Elstowe Manor, completed in 1902, and the neighboring Widener mansion, Lynnewood Hall, were designed by renowned Philadelphia architect Horace Trumbauer. While Lynnewood has been vacant for years and sits in disrepair, Elstowe retains its glory, inside and out, thanks to its longtime inhabitants, the Dominican Sisters.
But the order, which had used the 42-acre, beautifully landscaped property on Ashbourne Road as a haven and retreat since 1932, found the cost of maintaining the structure and grounds had increased beyond their means, and put the property on the market in 2006. Potential developers considered converting the site into a nursing home or dividing it up.
“There was a previous plan to hack it up for McMansions,” said John Gallery, executive director of the Preservation Alliance of Greater Philadelphia.
Those deals all fell through.
An agreement of sale was reached, however, with Food for All, Inc., which describes itself as a non-profit that manages personal care facilities, home services for the elderly, retirement communities, family residences, restaurants and office buildings.
Food for All has had trouble securing the financing it needs to complete the purchase, Gallery said.
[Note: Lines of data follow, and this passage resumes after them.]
//! Camera controller: free orbit, target follow, and the return animation.
//!
//! The camera is always in exactly one of three modes, held in
//! [`CameraRig`]:
//!
//! | Mode        | Behavior                                                    |
//! |-------------|-------------------------------------------------------------|
//! | `Free`      | Pointer drag orbits around the origin; wheel/pinch zooms    |
//! | `Following` | Exponential approach to `body + offset`, look-at the body   |
//! | `Returning` | Same approach toward the default pose, then back to `Free`  |
//!
//! Mode is a single tagged state consumed by [`CameraRig::route_click`], the
//! one transition function, so there are no independent "selected" /
//! "animating" booleans to fall out of sync.  Manual rotate/zoom input only
//! applies in `Free`; zoom is clamped into the configured distance band
//! after every individual adjustment, so no input sequence can push the
//! camera through a body or out to infinity.

use crate::config::SimConfig;
use crate::constants::{DEFAULT_CAMERA_POS, FOLLOW_OFFSET};
use crate::registry::BodyInfo;
use bevy::input::mouse::{MouseMotion, MouseScrollUnit, MouseWheel};
use bevy::prelude::*;

/// Marker for the one scene camera.
#[derive(Component)]
pub struct MainCamera;

// ── Rig state ─────────────────────────────────────────────────────────────────

/// The camera's current mode.
#[derive(Debug, Clone, Copy, PartialEq, Eq, Default)]
pub enum CameraMode {
    /// User-driven orbit/zoom around the origin.
    #[default]
    Free,
    /// Offset-locked onto a body, tracking its live position.
    Following { target: Entity },
    /// Animating back to the default pose; becomes `Free` on arrival.
    Returning,
}

/// Camera state machine plus the poses it animates between.
#[derive(Resource, Debug, Clone)]
pub struct CameraRig {
    pub mode: CameraMode,
    /// Pose restored when a follow is released.
    pub default_pos: Vec3,
    /// Viewing offset from a followed body.
    pub follow_offset: Vec3,
}

impl Default for CameraRig {
    fn default() -> Self {
        Self {
            mode: CameraMode::Free,
            default_pos: Vec3::from_array(DEFAULT_CAMERA_POS),
            follow_offset: Vec3::from_array(FOLLOW_OFFSET),
        }
    }
}

/// What the input router should do after a click has been routed through the
/// state machine.
#[derive(Debug, Clone, Copy, PartialEq, Eq)]
pub enum ClickAction {
    /// A new body became the follow target.
    Follow(Entity),
    /// The follow target was released (toggle-off or empty click while
    /// following); the camera is returning.
    Release,
    /// Empty space was clicked while not following: launch a probe.
    Spawn,
}

impl CameraRig {
    /// The single select-vs-spawn decision point.
    ///
    /// `hit` is the ray-cast result for this click.  Transitions:
    /// `Free → Following` on selection, `Following → Returning` on toggle-off
    /// or empty-space click, and re-targeting while already following.
    /// `Returning → Free` is *not* decided here; only arrival within
    /// epsilon does that (see [`camera_animate_system`]).
    pub fn route_click(&mut self, hit: Option<Entity>) -> ClickAction {
        match (hit, self.mode) {
            (Some(body), CameraMode::Following { target }) if target == body => {
                self.mode = CameraMode::Returning;
                ClickAction::Release
            }
            (Some(body), _) => {
                self.mode = CameraMode::Following { target: body };
                ClickAction::Follow(body)
            }
            (None, CameraMode::Following { .. }) => {
                self.mode = CameraMode::Returning;
                ClickAction::Release
            }
            (None, _) => ClickAction::Spawn,
        }
    }
}

// ── Pure orbit math ───────────────────────────────────────────────────────────

/// Rotate a pivot-relative camera offset by a pointer drag.
///
/// Yaw about world +Y, then pitch about the camera's current right axis
/// (recomputed from the yawed offset), then renormalize to the pre-drag
/// radius.  Near the poles the right axis degenerates; that drag sample
/// keeps its yaw and skips the pitch instead of producing NaN.
pub fn orbit_rotate(offset: Vec3, drag: Vec2, rotation_speed: f32) -> Vec3 {
    let radius = offset.length();
    if radius <= f32::EPSILON {
        return offset;
    }
    let yawed = Quat::from_axis_angle(Vec3::Y, -drag.x * rotation_speed) * offset;
    let right = yawed.cross(Vec3::Y).normalize_or_zero();
    let pitched = if right == Vec3::ZERO {
        yawed
    } else {
        Quat::from_axis_angle(right, -drag.y * rotation_speed) * yawed
    };
    pitched.normalize() * radius
}

/// Move a pivot-relative offset along its own direction by `delta`, clamped
/// into `[min, max]`.  Called once per wheel line / pinch sample, never on
/// an accumulated total, so intermediate adjustments can't tunnel through
/// the band.
pub fn apply_zoom(offset: Vec3, delta: f32, min: f32, max: f32) -> Vec3 {
    let dist = offset.length();
    if dist <= f32::EPSILON {
        return Vec3::new(0.0, 0.0, min);
    }
    let clamped = (dist + delta).clamp(min, max);
    offset / dist * clamped
}

// ── Startup ───────────────────────────────────────────────────────────────────

/// Spawn the scene camera at the configured default pose and sync the rig.
pub fn setup_camera(mut commands: Commands, config: Res<SimConfig>, mut rig: ResMut<CameraRig>) {
    rig.default_pos = config.default_camera_vec();
    rig.follow_offset = config.follow_offset_vec();
    rig.mode = CameraMode::Free;
    commands.spawn((
        MainCamera,
        Camera3d::default(),
        Transform::from_translation(rig.default_pos).looking_at(Vec3::ZERO, Vec3::Y),
    ));
}

// ── Update systems ────────────────────────────────────────────────────────────

/// Free-orbit manual control: left-drag / one-finger rotation, wheel lines
/// and two-finger pinch zoom.
///
/// Input messages are drained every frame, including while following, so
/// stale deltas can't snap the camera on the frame control returns.
pub fn camera_free_input_system(
    config: Res<SimConfig>,
    rig: Res<CameraRig>,
    buttons: Res<ButtonInput<MouseButton>>,
    touches: Res<Touches>,
    mut motions: MessageReader<MouseMotion>,
    mut wheels: MessageReader<MouseWheel>,
    mut camera: Query<&mut Transform, With<MainCamera>>,
) {
    let mut drag = Vec2::ZERO;
    for motion in motions.read() {
        if buttons.pressed(MouseButton::Left) {
            drag += motion.delta;
        }
    }

    let mut zoom_deltas: Vec<f32> = Vec::new();
    for wheel in wheels.read() {
        let lines = match wheel.unit {
            MouseScrollUnit::Line => wheel.y,
            // Trackpads report pixels; ~20 px per nominal line.
            MouseScrollUnit::Pixel => wheel.y / 20.0,
        };
        zoom_deltas.push(-lines * config.zoom_step);
    }

    let active: Vec<&bevy::input::touch::Touch> = touches.iter().collect();
    match active.as_slice() {
        [touch] => drag += touch.delta(),
        [a, b] => {
            let current = a.position().distance(b.position());
            let previous = a.previous_position().distance(b.previous_position());
            zoom_deltas.push(-(current - previous) * config.pinch_zoom_factor);
        }
        _ => {}
    }

    if rig.mode != CameraMode::Free {
        return;
    }
    let Ok(mut transform) = camera.single_mut() else {
        return;
    };

    let mut offset = transform.translation;
    if drag != Vec2::ZERO {
        offset = orbit_rotate(offset, drag, config.rotation_speed);
    }
    for delta in zoom_deltas {
        offset = apply_zoom(
            offset,
            delta,
            config.min_camera_distance,
            config.max_camera_distance,
        );
    }
    transform.translation = offset;
    transform.look_at(Vec3::ZERO, Vec3::Y);
}

/// Follow / return animation step.
///
/// `Following`: exponential approach to the target body plus the rig offset,
/// looking at the body's live position.  `Returning`: the same approach
/// toward the default pose; within `return_epsilon` the mode becomes `Free`
/// and manual control resumes.  A follow target that disappeared (should
/// not happen; bodies are never despawned) degrades to `Returning`.
pub fn camera_animate_system(
    config: Res<SimConfig>,
    mut rig: ResMut<CameraRig>,
    bodies: Query<&Transform, (With<BodyInfo>, Without<MainCamera>)>,
    mut camera: Query<&mut Transform, With<MainCamera>>,
) {
    let Ok(mut cam) = camera.single_mut() else {
        return;
    };
    match rig.mode {
        CameraMode::Free => {}
        CameraMode::Following { target } => {
            let Ok(body) = bodies.get(target) else {
                rig.mode = CameraMode::Returning;
                return;
            };
            let desired = body.translation + rig.follow_offset;
            cam.translation = cam.translation.lerp(desired, config.follow_lerp);
            cam.look_at(body.translation, Vec3::Y);
        }
        CameraMode::Returning => {
            cam.translation = cam.translation.lerp(rig.default_pos, config.follow_lerp);
            cam.look_at(Vec3::ZERO, Vec3::Y);
            if cam.translation.distance(rig.default_pos) < config.return_epsilon {
                rig.mode = CameraMode::Free;
            }
        }
    }
}

#[cfg(test)]
mod tests {
    use super::*;

    fn fresh_entity(world: &mut World) -> Entity {
        world.spawn_empty().id()
    }

    #[test]
    fn click_routing_walks_the_state_machine() {
        let mut world = World::new();
        let mut rig = CameraRig::default();
        let body = fresh_entity(&mut world);

        assert_eq!(rig.route_click(Some(body)), ClickAction::Follow(body));
        assert_eq!(rig.mode, CameraMode::Following { target: body });

        // Same body again: toggle off.
        assert_eq!(rig.route_click(Some(body)), ClickAction::Release);
        assert_eq!(rig.mode, CameraMode::Returning);

        // Empty click while returning: spawn, mode unchanged.
        assert_eq!(rig.route_click(None), ClickAction::Spawn);
        assert_eq!(rig.mode, CameraMode::Returning);
    }

    #[test]
    fn empty_click_while_following_releases_without_spawning() {
        let mut world = World::new();
        let mut rig = CameraRig::default();
        let body = fresh_entity(&mut world);
        rig.route_click(Some(body));

        assert_eq!(rig.route_click(None), ClickAction::Release);
        assert_eq!(rig.mode, CameraMode::Returning);
    }

    #[test]
    fn selecting_another_body_retargets_directly() {
        let mut world = World::new();
        let mut rig = CameraRig::default();
        let first = fresh_entity(&mut world);
        let second = fresh_entity(&mut world);

        rig.route_click(Some(first));
        assert_eq!(rig.route_click(Some(second)), ClickAction::Follow(second));
        assert_eq!(rig.mode, CameraMode::Following { target: second });
    }

    #[test]
    fn rotation_preserves_orbit_radius() {
        let mut offset = Vec3::new(20.0, 10.0, 20.0);
        let radius = offset.length();
        for i in 0..200 {
            let drag = Vec2::new((i as f32 * 13.0) % 31.0 - 15.0, (i as f32 * 7.0) % 23.0 - 11.0);
            offset = orbit_rotate(offset, drag, 0.002);
            assert!((offset.length() - radius).abs() < 1e-3);
            assert!(offset.is_finite());
        }
    }

    #[test]
    fn rotation_near_the_pole_stays_finite() {
        // Nearly parallel to +Y: the right axis degenerates.
        let offset = Vec3::new(1e-6, 10.0, 1e-6);
        let rotated = orbit_rotate(offset, Vec2::new(40.0, 40.0), 0.002);
        assert!(rotated.is_finite());
        assert!((rotated.length() - offset.length()).abs() < 1e-3);
    }

    #[test]
    fn zoom_is_clamped_for_any_delta_sequence() {
        let mut offset = Vec3::new(20.0, 10.0, 20.0);
        let deltas = [1e6, -1e6, 3.0, -500.0, 42.0, f32::MAX / 2.0, -40.0, -40.0];
        for delta in deltas {
            offset = apply_zoom(offset, delta, 5.0, 100.0);
            let dist = offset.length();
            assert!((5.0 - 1e-3..=100.0 + 1e-3).contains(&dist), "dist {dist}");
        }
    }

    #[test]
    fn zoom_direction_is_preserved() {
        let offset = Vec3::new(20.0, 10.0, 20.0);
        let zoomed = apply_zoom(offset, -10.0, 5.0, 100.0);
        assert!((zoomed.normalize() - offset.normalize()).length() < 1e-5);
        assert!(zoomed.length() < offset.length());
    }
}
He and the non-profit are hoping someone will offer help to seal the deal.
While the Dominican Sisters took excellent care of Elstowe, a bad winter could do great damage to the vacant mansion.
David Dobson, executive director of Food for All, said the organization has already spent a million dollars purchasing the contents of the manor after the Dominican Sisters placed the furnishings up for auction. The property is valued at $8.5 million, and the non-profit is “a few hundred thousand short at this point,” Dobson said.
“We kept getting banks to agree [to finance the purchase], and then they’d back out. We had Wachovia at the table, and then our contact there was fired. And his president was fired.”
Dobson said Food for All intends to preserve the site and continue to use it as a retreat. “We will make it non-denominational, with a focus on yoga and wellness.” It will also provide public access for educational programs, seminars and conferences.
Maintenance of the property will not be expensive, he said, mainly because of the care given by the Dominican Sisters. “Inside, you can eat off the floors. It’s immaculate. And everything works.”
Trumbauer originally designed a complex of five mansions and subsidiary buildings, including a polo grounds, for the Elkins and Widener families. Elstowe was built in the Italian Renaissance style, and it was decorated with marble pillars, exquisite woods and gold-leafed walls. The 45-room manor includes a grand hall, breakfast and dining rooms, nine bedrooms and three dressing rooms, billiard room, den, library, and art gallery – a well-preserved remnant of the Gilded Age.